14. No objection has been received to the Scheme of Arrangement
from any other party. The petitioner/resulting company no. 2, in the
affidavit dated 2nd February, 2016 of Mr. Kshitiz Mittal, Director of the
petitioner/resulting company no. 2, has submitted that neither the
petitioner company nor its counsel have received any objection pursuant
to the citations published in the newspapers on 27th October, 2015.
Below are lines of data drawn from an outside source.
//! Expansion rules of the synthetic variants.
//!
//! Each rule emits a semantically equivalent sequence of lower-degree
//! instructions. The label of the expanded instruction is reattached to the
//! first emitted instruction so that jumps into the lowered code still land
//! on it. Internal control flow uses names drawn from a [`NameSupply`].

use crate::expand::NameSupply;

use super::{Instruction, Op};

/// One-level expansion of `op`, or `None` for basic variants.
pub(crate) fn expand_op(op: &Op, label: Option<&str>, names: &mut NameSupply) -> Option<Vec<Instruction>> {
    match op {
        Op::Neutral { .. } | Op::Increase { .. } | Op::Decrease { .. } | Op::JumpNotZero { .. } => None,

        // loop: V <- V - 1; IF V != 0 GOTO loop
        // The loop label is the instruction's own label when it has one, so
        // the back edge always resolves to the decrement.
        Op::ZeroVariable { var } => {
            let head = match label {
                Some(label) => label.to_string(),
                None => names.fresh_label(),
            };
            Some(vec![
                Instruction::decrease(var.as_str()).with_label(head.as_str()),
                Instruction::jump_not_zero(var.as_str(), head),
            ])
        }

        // z <- z + 1; IF z != 0 GOTO L, with z unused elsewhere in the program
        Op::GotoLabel { target } => {
            let temp = names.fresh_work_variable();
            Some(vec![
                Instruction::increase(temp.as_str()).with_label_opt(label.map(str::to_string)),
                Instruction::jump_not_zero(temp, target.as_str()),
            ])
        }
    }
}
15. Considering the approval accorded by the equity shareholders and
creditors of the petitioner/resulting company no. 2 to the proposed
Scheme of Arrangement and the affidavit filed by the Regional Director,
Northern Region, not raising any objection to the proposed Scheme of
Arrangement, there appears to be no impediment to the grant of sanction
to the Scheme of Arrangement. Consequently, subject to sanction of the
Scheme from the court of competent jurisdiction in respect of the
demerged company and resulting company no. 1, sanction is hereby
granted to the Scheme of Arrangement under Sections 391 and 394 of
the Companies Act, 1956. The petitioner/resulting company no. 2 will
comply with the statutory requirements in accordance with law. Certified
copy of this order be filed with the Registrar of Companies within 30
days. It is also clarified that this order will not be construed as an order
granting exemption from payment of stamp duty as payable in
accordance with law. The sanction of the Scheme will be effective from
the appointed date of arrangement, i.e. 1st April, 2014.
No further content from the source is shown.